Pelibatan masyarakat sangat penting untuk mengefisisensikan dana dan juga usaha. Khusus untuk Dusun Mului Dinas Kehutanan perlu membangun jaringan komunikasi
karena dusun ini berada di dalam kawasan HLGL dan menurut laporan mereka sering terjadi pencurian kayu di wilayah dusun mereka. Karena itu Dinas Kehutanan
bekerjasama dengan PT. RKR membentuk Himpunan Warga Mului yang bertujuan khusus untuk kegiatan pengamanan kawasan. Desa Rantau Layung dan Desa Pinang
Jatus diharapkan diikutsertakan juga dalam pengamanan kawasan karena letak kedua desa ini merupakan pintu masuk dari jalan yang sering digunakan dalam kegiatan
illegal logging. Sebenarnya masyarakat desa-desa sekitar dan dalam kawasan HLGL sudah
mengetahui dan sering melihat langsung kegiatan penebangan liar tersebut. Tetapi karena ketakutan dan keterbatasan dana yang dimiliki oleh masyarakat maka
masyarakat merasa tidak perlu melapor kepada Dinas Kehutanan Pasir. Untuk itu perlunya radio yang menghubungkan antara masyarakat desa sekitar dan dalam
kawasan dengan Dinas Kehutanan Pasir untuk mencegah dan menanggulangi kegiatan penebangan liar. Pos jaga Polisi Kehutanan juga sangat diperlukan dalam
kegiatan pengamanan kawasan karena jika dilihat secara langsung kawasan HLGL mudah dijangkau oleh siapa pun. Juga Dinas Kehutanan Pasir tidak mengeluarkan
izin resmi untuk mengawasi dan mengontrol pihak-pihak yang memasuki kawasan ini.
Pengelolaan yang
dilakukan oleh masyarakat tiga desa Desa Rantau Layung, Dusun Mului, dan Desa Pinang Jatus meliputi pengumpulan madu, berburu satwa,
berladang khusus Dusun Mului, mencari rotan, mencari gaharu, dan mencari burung. Jika dilihat secara langsung dapat jelas terlihat pelibatan masyarakat dalam
mengelola hutan dengan stakeholder lain sangat rendah. Padahal sebenarnya masyarakat merupakan kunci dari pengelolaan HLGL karena faktanya masyarakat
ketiga desa ini sudah memanfaatkan HLGL jauh sebelum adanya SK Penunjukkan yang dibuat oleh Menteri Kehutanan tahun 1982. Dusun Mului yang paling
tergantung dengan keberadaan HLGL karena mereka berada di dalam kawasan dan
hampir sebagian kebutuhan hidup mereka dicukupi dari sumberdaya alam yang ada di dalam Kawasan HLGL.

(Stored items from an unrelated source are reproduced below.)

/// Byte offset to line/column translation for one document.
///
/// Lines and columns are 1-based; columns count characters, not bytes.
/// Only `\n` starts a new line.
#[derive(Clone, Debug)]
pub struct LineIndex<'a> {
    text: &'a str,
    line_starts: Vec<usize>,
}

impl<'a> LineIndex<'a> {
    pub fn new(text: &'a str) -> Self {
        let line_starts = std::iter::once(0)
            .chain(text.match_indices('\n').map(|(idx, _)| idx + 1))
            .collect();
        Self { text, line_starts }
    }

    /// Position of `offset`; offsets past the end clamp to the end of text.
    pub fn locate(&self, offset: usize) -> (usize, usize) {
        let offset = offset.min(self.text.len());
        let line = match self.line_starts.binary_search(&offset) {
            Ok(exact) => exact,
            Err(next) => next - 1,
        };
        let start = self.line_starts[line];
        let column = self
            .text
            .get(start..offset)
            .map(|prefix| prefix.chars().count())
            .unwrap_or(offset - start);
        (line + 1, column + 1)
    }
}

#[cfg(test)]
mod tests {
    use super::*;

    #[test]
    fn locates_offsets_across_lines() {
        let index = LineIndex::new("ab\ncd\n\nz");
        assert_eq!(index.locate(0), (1, 1));
        assert_eq!(index.locate(2), (1, 3));
        assert_eq!(index.locate(3), (2, 1));
        assert_eq!(index.locate(7), (4, 1));
        assert_eq!(index.locate(8), (4, 2));
        assert_eq!(index.locate(99), (4, 2));
    }

    #[test]
    fn columns_count_characters() {
        let index = LineIndex::new("héllo  \n");
        assert_eq!(index.locate(6), (1, 6));
    }
}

Dinas Kehutanan Pasir yang diharapkan sebagai ujung tombak dari pengelolaan HLGL juga belum melakukan upaya yang berarti dalam membangun
kerjasama dengan masyarakat. Ini terbukti dari masih banyaknya masyarakat desa yang belum mengetahui arti dan fungsi dari HLGL. Dengan bekerjasama dengan
UPTD Planologi Kehutanan Balikpapan dan Bappeda Pasir, Dinas Kehutanan Pasir harusnya bekerja sama dalam sosialisasi untuk batas-batas kawasan HLGL dengan
hutan yang sudah dikelola oleh masyarakat. Masyarakat Dusun Mului harus diberi pengertian lebih lanjut karena dusun ini
memanfaatkan HLGL dengan merubah fungsi kawasan yaitu dengan cara membabat hutan yang ada dan menggantikannya dengan ladang untuk menanam padi. Hal ini
jika terus dibiarkan akan merusak dan mengesampingkan fungsi lindung dari HLGL karena enclave yang ada sekarang pasti akan semakin meluas di hari kedepannya. Hal
ini juga dirasakan oleh PeMA, yang merupakan LSM lokal, memiliki usul untuk memindahkan masyarakat Dusun Mului ke daerah yang lebih layak dan tidak
mengganggu fungsi dari HLGL yaitu ke daerah Tompok dan Long Sayung. Tetapi karena tidak ada hubungan kerjasama yang jelas antara Dinas Kehutanan dan
Bappeda dengan PeMA maka usul ini belum sampai dilaksanakan sampai sekarang.